Campaign enters into inconsistent state after node failure
When performing a Failover test for Pega Marketing, the following issues occur:
- The data flow is Paused.
- The Run schedule (PegaMKT-Work-ProgramRun instance) remains in the Running state (this is visible in: Pega Marketing portal > Campaigns > Run schedule)
- The corresponding System-Queue-ProgramRun instance remains in the Processing state (this does not change to to Success or Broken)
Steps to Reproduce
- Set up a server with two data nodes.
- Start a scheduled Campaign run.
- Wait till the data flow starts.
- Stop the Java process that executes the Pega application on the second node (kill -9).
- Restart the web server.
The ProcessProgramRun agent executed the Campaigns. On killing the node where the agent is executed, the control over the Campaign run process is lost. Therefore, user intervention is required.

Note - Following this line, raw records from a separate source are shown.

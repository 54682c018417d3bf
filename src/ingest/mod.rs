// src/ingest/mod.rs
// Attachment ingestion: one uploaded file in, one normalized content block
// out. Decoders are looked up by declared MIME type in a registry, so new
// formats are added by registration rather than by editing a branch chain.

mod docx;
mod image;
mod pdf;
mod text;

pub use docx::DocxDecoder;
pub use image::ImageDecoder;
pub use pdf::PdfDecoder;
pub use text::TextDecoder;

use std::collections::HashMap;

use tracing::debug;

use crate::error::{Result, TutorError};
use crate::llm::ContentBlock;

pub const MIME_PNG: &str = "image/png";
pub const MIME_JPEG: &str = "image/jpeg";
pub const MIME_PDF: &str = "application/pdf";
pub const MIME_DOCX: &str =
    "application/vnd.openxmlformats-officedocument.wordprocessingml.document";
pub const MIME_TEXT: &str = "text/plain";

/// An uploaded file as the presentation layer hands it over.
#[derive(Debug, Clone)]
pub struct Upload {
    pub name: Option<String>,
    pub mime: String,
    pub bytes: Vec<u8>,
}

/// Converts one attachment's raw bytes into a normalized content block.
pub trait AttachmentDecoder: Send + Sync {
    fn decode(&self, bytes: &[u8]) -> Result<ContentBlock>;
}

pub struct Ingestor {
    decoders: HashMap<String, Box<dyn AttachmentDecoder>>,
    max_bytes: usize,
}

impl Ingestor {
    /// Registry with the built-in formats: PNG/JPEG images, PDF, DOCX,
    /// plain text.
    pub fn new(max_bytes: usize) -> Self {
        let mut ingestor = Self {
            decoders: HashMap::new(),
            max_bytes,
        };
        ingestor.register(MIME_PNG, ImageDecoder);
        ingestor.register(MIME_JPEG, ImageDecoder);
        ingestor.register(MIME_PDF, PdfDecoder);
        ingestor.register(MIME_DOCX, DocxDecoder);
        ingestor.register(MIME_TEXT, TextDecoder);
        ingestor
    }

    pub fn register(&mut self, mime: &str, decoder: impl AttachmentDecoder + 'static) {
        self.decoders.insert(mime.to_string(), Box::new(decoder));
    }

    /// Convert an optional upload into an optional content block.
    ///
    /// No upload and unsupported types are both "no attachment", not
    /// errors; malformed or oversize bytes of a supported type are.
    pub fn ingest(&self, upload: Option<&Upload>) -> Result<Option<ContentBlock>> {
        let Some(upload) = upload else {
            return Ok(None);
        };

        if upload.bytes.len() > self.max_bytes {
            return Err(TutorError::AttachmentDecode(format!(
                "attachment of {} bytes exceeds the {} byte limit",
                upload.bytes.len(),
                self.max_bytes
            )));
        }

        let mime = self.resolve_mime(upload);
        match self.decoders.get(&mime) {
            Some(decoder) => decoder.decode(&upload.bytes).map(Some),
            None => {
                debug!(mime = %mime, "unsupported attachment type, treating as no attachment");
                Ok(None)
            }
        }
    }

    /// Normalize the declared type (lowercase, parameters stripped). An
    /// opaque or missing declaration falls back to guessing from the
    /// filename extension.
    fn resolve_mime(&self, upload: &Upload) -> String {
        let declared = upload
            .mime
            .split(';')
            .next()
            .unwrap_or("")
            .trim()
            .to_ascii_lowercase();
        if !declared.is_empty() && declared != "application/octet-stream" {
            return declared;
        }
        upload
            .name
            .as_deref()
            .and_then(|name| mime_guess::from_path(name).first_raw())
            .map(|guess| guess.to_ascii_lowercase())
            .unwrap_or(declared)
    }
}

Here’s the explanation for the reported behavior:
When a node crash involves Pega Marketing (PM) agents, the Campaign run continues to be in the Running state.
The PR-xxx data flow run is paused.
When the server is restarted or if the Pega Marketing portal is available, the user must click the Stop button manually on the program run affected by the system crash.
When the Stop action is submitted,
- the program run item is set as Stopped.
- the corresponding PR-xxx data flow run also enters the Stopped state (from the Paused state).